You can also pass an `intent_filter` function to `recognize` to return `True` only for intent names you want to include in the search.

#### Tokens

If your sentence is tokenized by something other than whitespace, pass the list of tokens into `recognize` instead of a string.

#### Recognition Fields

The `rhasspynlu.Recognition` object has the following fields:

* `intent` - a `rhasspynlu.Intent` instance

    * `name` - name of recognized intent

    * `confidence` - number for 0-1, 1 being sure

* `text` - substituted input text

* `raw_text` - input text

* `entities` - list of `rhasspynlu.Entity` objects

    * `entity` - name of recognized entity ("name" in `(input:output){name}`)

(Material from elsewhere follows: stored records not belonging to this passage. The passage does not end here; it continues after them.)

//! The read operations a route handler invokes: fetch raw bytes from the
//! adapter, decode with the parser. Grounded in the upstream sidecar's
//! `operations_v1_0` module, including its height validation.

use std::sync::Arc;

use crate::adapter::BlockchainAdapter;
use crate::error::UpstreamError;
use crate::parser::Parser;

/// Glues one blockchain's [`BlockchainAdapter`] and [`Parser`] together.
///
/// Cheap to clone: both halves are held behind `Arc`.
pub struct Operations<A, P> {
    adapter: Arc<A>,
    parser: Arc<P>,
}

impl<A, P> Clone for Operations<A, P> {
    fn clone(&self) -> Self {
        Self {
            adapter: Arc::clone(&self.adapter),
            parser: Arc::clone(&self.parser),
        }
    }
}

impl<A, P> Operations<A, P>
where
    A: BlockchainAdapter,
    P: Parser,
{
    pub fn new(adapter: Arc<A>, parser: Arc<P>) -> Self {
        Self { adapter, parser }
    }

    pub async fn get_block_latest(&self) -> Result<P::Block, UpstreamError> {
        let height = self.adapter.get_block_count().await?;
        self.get_block_by_height(height).await
    }

    pub async fn get_block_by_height(&self, height: u64) -> Result<P::Block, UpstreamError> {
        if height < 1 {
            return Err(UpstreamError::DoesNotExist);
        }
        let raw = self.adapter.get_block_by_height(height).await?;
        self.parser.decode_block(&raw)
    }

    pub async fn get_block_by_hash(&self, hash: &str) -> Result<P::Block, UpstreamError> {
        let raw = self.adapter.get_block_by_hash(hash).await?;
        self.parser.decode_block(&raw)
    }

    pub async fn get_transaction_by_hash(&self, hash: &str) -> Result<P::Transaction, UpstreamError> {
        let raw = self.adapter.get_transaction(hash).await?;
        self.parser.decode_transaction(&raw)
    }

    pub fn tokens(&self) -> &crate::parser::TokenMap {
        self.parser.tokens()
    }
}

    * `value` - substituted value of recognized entity ("output" in `(input:output){name}`)

    * `tokens` - list of words in `value`

    * `start` - start index of `value` in `text`

    * `end` - end index of `value` in `text` (exclusive)

    * `raw_value` - value of recognized entity ("input" in `(input:output){name}`)

    * `raw_tokens` - list of words in `raw_value`

    * `raw_start` - start index of `raw_value` in `raw_text`

    * `raw_end` - end index of `raw_value` in `raw_text` (exclusive)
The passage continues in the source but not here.